(Data items)
□ □ □ □ □

use easy_error::{Error, ResultExt};
use log::{debug, error, warn};
use reqwest::blocking::Client;
use reqwest::{StatusCode, Url};
use crate::site::USER_AGENT;
use std::fs::create_dir_all;
use std::path::PathBuf;
use std::thread::sleep;
use std::time::Duration;

/// Facilitates response type selection in `CachedClient`
/// by converting the cached and fetched bodies to requested type.
pub trait DataType: std::convert::AsRef<[u8]> + Clone {
    fn from_bytes(contents: &[u8]) -> Self;
}

impl DataType for String {
    fn from_bytes(contents: &[u8]) -> Self {
        // Pages and stylesheets of the site are UTF-8; assume it for both
        // the network and the cache so the two never disagree.
        String::from_utf8_lossy(contents).to_string()
    }
}

impl DataType for Vec<u8> {
    fn from_bytes(contents: &[u8]) -> Self {
        Vec::from(contents)
    }
}

/// Wraps the response from `CachedClient` to allow the consumer
/// to find out whether the resource was fetched, obtained from cache, or is missing.
#[derive(Debug)]
pub enum Resource<T: DataType> {
    Fetched(T),
    Cached(T),
    /// Non-200 response, or the network kept failing until retries ran out
    /// (reported as 404 with no body).
    Unavailable(StatusCode),
}

impl<T: DataType> Resource<T> {
    pub fn contents(&self) -> Option<&T> {
        match self {
            Resource::Fetched(contents) => Some(contents),
            Resource::Cached(contents) => Some(contents),
            Resource::Unavailable(_) => None,
        }
    }

    pub fn into_contents(self) -> Option<T> {
        match self {
            Resource::Fetched(contents) => Some(contents),
            Resource::Cached(contents) => Some(contents),
            Resource::Unavailable(_) => None,
        }
    }

    pub fn is_cached(&self) -> bool {
        matches!(self, Resource::Cached(_))
    }

    pub fn status(&self) -> StatusCode {
        match self {
            Resource::Unavailable(status) => *status,
            _ => StatusCode::OK,
        }
    }
}

/// How often and how patiently transient network failures are retried.
#[derive(Clone, Debug)]
pub struct RetryPolicy {
    /// Total number of attempts before giving up.
    pub max_attempts: u32,
    /// The wait after the n-th failed attempt is `n * backoff_step`.
    pub backoff_step: Duration,
}

impl Default for RetryPolicy {
    fn default() -> Self {
        Self {
            max_attempts: 5,
            backoff_step: Duration::from_secs(1),
        }
    }
}

pub const DEFAULT_TIMEOUT: Duration = Duration::from_secs(60);

/// Wrapper around `reqwest::blocking::Client` that caches successful
/// responses forever in the provided directory and retries flaky connections.
pub struct CachedClient {
    client: Client,
    cache_dir: Option<PathBuf>,
    retry: RetryPolicy,
}

impl CachedClient {
    pub fn new(cache_dir: Option<PathBuf>, timeout: Duration, retry: RetryPolicy) -> Result<Self, Error> {
        if let Some(ref cache_path) = cache_dir {
            create_dir_all(cache_path).context(format!("Could not create cache directory {cache_path:?}"))?;
        }

        // No cookie store is configured, so no session state leaks from one request to the next.
        let client = Client::builder()
            .user_agent(USER_AGENT)
            .timeout(timeout)
            .build()
            .context("Could not build HTTP client")?;

        Ok(Self {
            client,
            cache_dir,
            retry,
        })
    }

    fn cache_file(&self, url: &Url) -> Option<PathBuf> {
        self.cache_dir
            .as_ref()
            .map(|cache_path| cache_path.join(url.to_string().replace("/", "%2F")))
    }

    /// Issues a GET, retrying connection errors and timeouts with linear backoff.
    /// Once the attempts are exhausted a synthetic 404 with an empty body is returned.
    pub fn fetch_uncached(&self, url: &Url) -> Result<(StatusCode, Vec<u8>), Error> {
        let mut attempt = 0;
        loop {
            attempt += 1;
            let outcome = self
                .client
                .get(url.clone())
                .send()
                .and_then(|response| {
                    let status = response.status();
                    response.bytes().map(|body| (status, body.to_vec()))
                });

            match outcome {
                Ok(result) => return Ok(result),
                // Refused, reset and dropped connections all count as transient.
                Err(err) if err.is_connect() || err.is_timeout() || err.is_request() || err.is_body() => {
                    error!(
                        "Error with connection to {url} ('{err}'); attempt {attempt} of {}.",
                        self.retry.max_attempts
                    );
                    if attempt >= self.retry.max_attempts {
                        return Ok((StatusCode::NOT_FOUND, Vec::new()));
                    }
                    sleep(self.retry.backoff_step * attempt);
                }
                Err(err) => return Err(err).context(format!("Could not retrieve {url}")),
            }
        }
    }

    /// Provides the contents of given URL in the format specified by the type parameter `T`:
    ///  - For `String`, the contents will be decoded using UTF-8 encoding.
    ///  - For `Vec<u8>`, the conents will be returned as they are.
    /// When the client has a cache directory available, it will attempt to look for the URL in there.
    pub fn fetch<T: DataType>(&self, url: &Url) -> Result<Resource<T>, Error> {
        let cached_file = self.cache_file(url);

        if let Some(ref cached_file) = cached_file {
            if cached_file.exists() {
                let cached_contents =
                    std::fs::read(cached_file).context(format!("Unable to load {cached_file:?} from cache"))?;
                debug!("Using {url} from cache");
                return Ok(Resource::Cached(T::from_bytes(&cached_contents)));
            }
        }

        let (status, body) = self.fetch_uncached(url)?;
        if status != StatusCode::OK {
            error!("HTTP CODE {} for {url}", status.as_u16());
            return Ok(Resource::Unavailable(status));
        }

        if let Some(cached_file) = cached_file {
            if let Err(err) = std::fs::write(&cached_file, &body) {
                warn!("Could not cache {url} as {cached_file:?}: {err}");
            }
        }
        debug!("Downloaded {url}");

        Ok(Resource::Fetched(T::from_bytes(&body)))
    }

    /// Cheap existence check. Successful bodies land in the cache,
    /// so a following `fetch` of the same URL does not hit the network again.
    pub fn probe(&self, url: &Url) -> bool {
        match self.fetch::<Vec<u8>>(url) {
            Ok(resource) => resource.contents().is_some(),
            Err(err) => {
                error!("Probe of {url} failed: {err}");
                false
            }
        }
    }
}

#[cfg(test)]
pub(crate) fn test_client(cache_dir: Option<PathBuf>) -> CachedClient {
    CachedClient::new(
        cache_dir,
        Duration::from_secs(5),
        RetryPolicy {
            max_attempts: 5,
            backoff_step: Duration::from_millis(1),
        },
    )
    .unwrap()
}

#[test]
fn test_fetch_caches_successful_response() {
    let mut server = mockito::Server::new();
    let mock = server.mock("GET", "/css/app.css").with_body("body {}").expect(1).create();
    let cache = tempfile::tempdir().unwrap();
    let client = test_client(Some(cache.path().to_path_buf()));
    let url = Url::parse(&format!("{}/css/app.css", server.url())).unwrap();

    let first = client.fetch::<String>(&url).unwrap();
    assert!(!first.is_cached());
    assert_eq!(Some(&"body {}".to_string()), first.contents());

    let second = client.fetch::<String>(&url).unwrap();
    assert!(second.is_cached());
    assert_eq!(Some(&"body {}".to_string()), second.contents());

    mock.assert();
}

#[test]
fn test_fetch_does_not_cache_errors() {
    let mut server = mockito::Server::new();
    let mock = server.mock("GET", "/missing.png").with_status(404).expect(2).create();
    let cache = tempfile::tempdir().unwrap();
    let client = test_client(Some(cache.path().to_path_buf()));
    let url = Url::parse(&format!("{}/missing.png", server.url())).unwrap();

    for _ in 0..2 {
        let res = client.fetch::<Vec<u8>>(&url).unwrap();
        assert_eq!(StatusCode::NOT_FOUND, res.status());
        assert!(res.contents().is_none());
    }

    mock.assert();
}

#[test]
fn test_exhausted_retries_degrade_to_not_found() {
    // Nothing listens on port 1, every attempt is a connection error.
    let client = test_client(None);
    let url = Url::parse("http://127.0.0.1:1/img/left.png").unwrap();

    let res = client.fetch::<Vec<u8>>(&url).unwrap();
    assert_eq!(StatusCode::NOT_FOUND, res.status());
    assert!(res.into_contents().is_none());
    assert!(!client.probe(&url));
}

#[cfg(test)]
fn dropping_listener() -> (Url, std::sync::Arc<std::sync::atomic::AtomicUsize>) {
    use std::sync::atomic::{AtomicUsize, Ordering};
    use std::sync::Arc;

    let listener = std::net::TcpListener::bind("127.0.0.1:0").unwrap();
    let url = Url::parse(&format!("http://{}/img/left.png", listener.local_addr().unwrap())).unwrap();
    let connections = Arc::new(AtomicUsize::new(0));
    let counter = connections.clone();
    std::thread::spawn(move || {
        for stream in listener.incoming() {
            counter.fetch_add(1, Ordering::SeqCst);
            drop(stream);
        }
    });
    (url, connections)
}

#[test]
fn test_dropped_connections_are_retried_then_not_found() {
    let (url, connections) = dropping_listener();
    let step = Duration::from_millis(10);
    let client = CachedClient::new(
        None,
        Duration::from_secs(5),
        RetryPolicy {
            max_attempts: 5,
            backoff_step: step,
        },
    )
    .unwrap();

    let started = std::time::Instant::now();
    let res = client.fetch::<Vec<u8>>(&url).unwrap();

    assert_eq!(StatusCode::NOT_FOUND, res.status());
    assert!(res.contents().is_none());
    assert_eq!(5, connections.load(std::sync::atomic::Ordering::SeqCst));
    // Waits of 1, 2, 3 and 4 steps between the five attempts.
    assert!(started.elapsed() >= step * 10);
}

#[test]
fn test_uncachable_response_is_still_returned() {
    let name = format!("/upload/{}.jpg", "a".repeat(300));
    let mut server = mockito::Server::new();
    let mock = server.mock("GET", name.as_str()).with_body("jpeg").expect(2).create();
    let cache = tempfile::tempdir().unwrap();
    let client = test_client(Some(cache.path().to_path_buf()));
    let url = Url::parse(&format!("{}{name}", server.url())).unwrap();

    let res = client.fetch::<Vec<u8>>(&url).unwrap();
    assert!(!res.is_cached());
    assert_eq!(Some(b"jpeg".to_vec()), res.into_contents());
    assert!(client.probe(&url));
    assert_eq!(0, std::fs::read_dir(cache.path()).unwrap().count());

    mock.assert();
}

#[test]
fn test_probe_fills_cache() {
    let mut server = mockito::Server::new();
    let mock = server.mock("GET", "/upload/cover.jpg").with_body(b"jpeg").expect(1).create();
    let cache = tempfile::tempdir().unwrap();
    let client = test_client(Some(cache.path().to_path_buf()));
    let url = Url::parse(&format!("{}/upload/cover.jpg", server.url())).unwrap();

    assert!(client.probe(&url));
    let res = client.fetch::<Vec<u8>>(&url).unwrap();
    assert!(res.is_cached());
    assert_eq!(b"jpeg".to_vec(), res.into_contents().unwrap());

    mock.assert();
}
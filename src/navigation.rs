use crate::dom_manipulation::{DomOperation, MutableDom};
use log::warn;
use scraper::{Html, Selector};

lazy_static! {
    static ref VIEWS_SELECTOR: Selector = Selector::parse(".views").unwrap();
}

/// Share of the viewport each flipper occupies.
pub const FLIPPER_WIDTH: &str = "6%";

const ICON_STYLE: &str =
    "display: block; position: absolute; top: 50%; margin-top: -16px; left: 50%; margin-left: -16px;";

struct Flipper<'a> {
    id: &'a str,
    edge_style: &'a str,
    /// Id of the reader control the flipper clicks.
    control: &'a str,
    icon: &'a str,
}

impl<'a> Flipper<'a> {
    fn style(&self) -> String {
        format!(
            "display: block; position: absolute; top: 0; bottom: 0; width: {FLIPPER_WIDTH}; z-index: 9001; background: #757575; {}",
            self.edge_style
        )
    }

    fn onclick(&self) -> String {
        format!("$$('#{}').click();", self.control)
    }

    /// Builds the panel with its icon, detached from the tree.
    fn create(&self, doc: &mut Html) -> ego_tree::NodeId {
        let panel = doc.create_html_element(
            "div",
            &[("id", self.id), ("style", self.style().as_str()), ("onclick", self.onclick().as_str())],
        );
        let icon = doc.create_html_element("img", &[("style", ICON_STYLE), ("src", self.icon)]);
        doc.perform_operation(DomOperation::AppendChild {
            parent_id: panel,
            child_id: icon,
        });
        panel
    }
}

pub fn has_view_container(doc: &Html) -> bool {
    doc.select(&VIEWS_SELECTOR).next().is_some()
}

/// Adds "previous page" and "next page" overlays to the reader's view container,
/// wired to its `#go-back` and `#go-next` controls, and pads the container so
/// they never cover the pages.
pub fn add_page_flippers(doc: &mut Html, left_icon: &str, right_icon: &str) {
    let views = match doc.select(&VIEWS_SELECTOR).next() {
        Some(views) => views.id(),
        None => {
            warn!("No .views container, page flippers not added");
            return;
        }
    };

    let flippers = [
        Flipper {
            id: "left-flipper",
            edge_style: "left: 0; cursor: pointer;",
            control: "go-back",
            icon: left_icon,
        },
        Flipper {
            id: "right-flipper",
            edge_style: "right: 0; cursor: pointer;",
            control: "go-next",
            icon: right_icon,
        },
    ];

    let mut ops = vec![DomOperation::ExtendStyle {
        node_id: views,
        declarations: format!(
            "padding-left: {FLIPPER_WIDTH}; padding-right: {FLIPPER_WIDTH}; box-sizing: border-box;"
        ),
    }];
    for flipper in &flippers {
        let panel = flipper.create(doc);
        ops.push(DomOperation::AppendChild {
            parent_id: views,
            child_id: panel,
        });
    }
    doc.perform_operations(ops);
}

#[test]
fn test_page_flippers_added() {
    let mut doc = Html::parse_document(
        "<html><body><div class='views'><div class='page'>One</div></div><a id='go-back'></a><a id='go-next'></a></body></html>",
    );

    assert!(has_view_container(&doc));
    add_page_flippers(&mut doc, "left.png", "right.png");

    let views = doc.select(&VIEWS_SELECTOR).next().unwrap();
    assert_eq!(
        Some("padding-left: 6%; padding-right: 6%; box-sizing: border-box;"),
        views.value().attr("style")
    );

    let children: Vec<_> = views
        .children()
        .filter_map(|child| child.value().as_element().map(|elem| elem.attr("id").unwrap_or("")))
        .collect();
    assert_eq!(vec!["", "left-flipper", "right-flipper"], children);

    let left = doc.select(&Selector::parse("#left-flipper").unwrap()).next().unwrap();
    assert_eq!(Some("$$('#go-back').click();"), left.value().attr("onclick"));
    assert!(left.value().attr("style").unwrap().contains("left: 0; cursor: pointer;"));
    assert!(left.value().attr("style").unwrap().contains("z-index: 9001"));

    let right_icon = doc.select(&Selector::parse("#right-flipper > img").unwrap()).next().unwrap();
    assert_eq!(Some("right.png"), right_icon.value().attr("src"));
    let right = doc.select(&Selector::parse("#right-flipper").unwrap()).next().unwrap();
    assert_eq!(Some("$$('#go-next').click();"), right.value().attr("onclick"));
}

#[test]
fn test_page_flippers_without_views() {
    let mut doc = Html::parse_document("<html><body><p>Nothing here</p></body></html>");
    let before = doc.html();

    assert!(!has_view_container(&doc));
    add_page_flippers(&mut doc, "left.png", "right.png");
    assert_eq!(before, doc.html());
}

□ □ □ □ □

## [What is required]
Working from the data above, extract solely the lines from the one containing "impl DataType for String" through the one containing "retries ran out", exactly as they appear, both included.

## [Response to the exercise]
impl DataType for String {
    fn from_bytes(contents: &[u8]) -> Self {
        // Pages and stylesheets of the site are UTF-8; assume it for both
        // the network and the cache so the two never disagree.
        String::from_utf8_lossy(contents).to_string()
    }
}

impl DataType for Vec<u8> {
    fn from_bytes(contents: &[u8]) -> Self {
        Vec::from(contents)
    }
}

/// Wraps the response from `CachedClient` to allow the consumer
/// to find out whether the resource was fetched, obtained from cache, or is missing.
#[derive(Debug)]
pub enum Resource<T: DataType> {
    Fetched(T),
    Cached(T),
    /// Non-200 response, or the network kept failing until retries ran out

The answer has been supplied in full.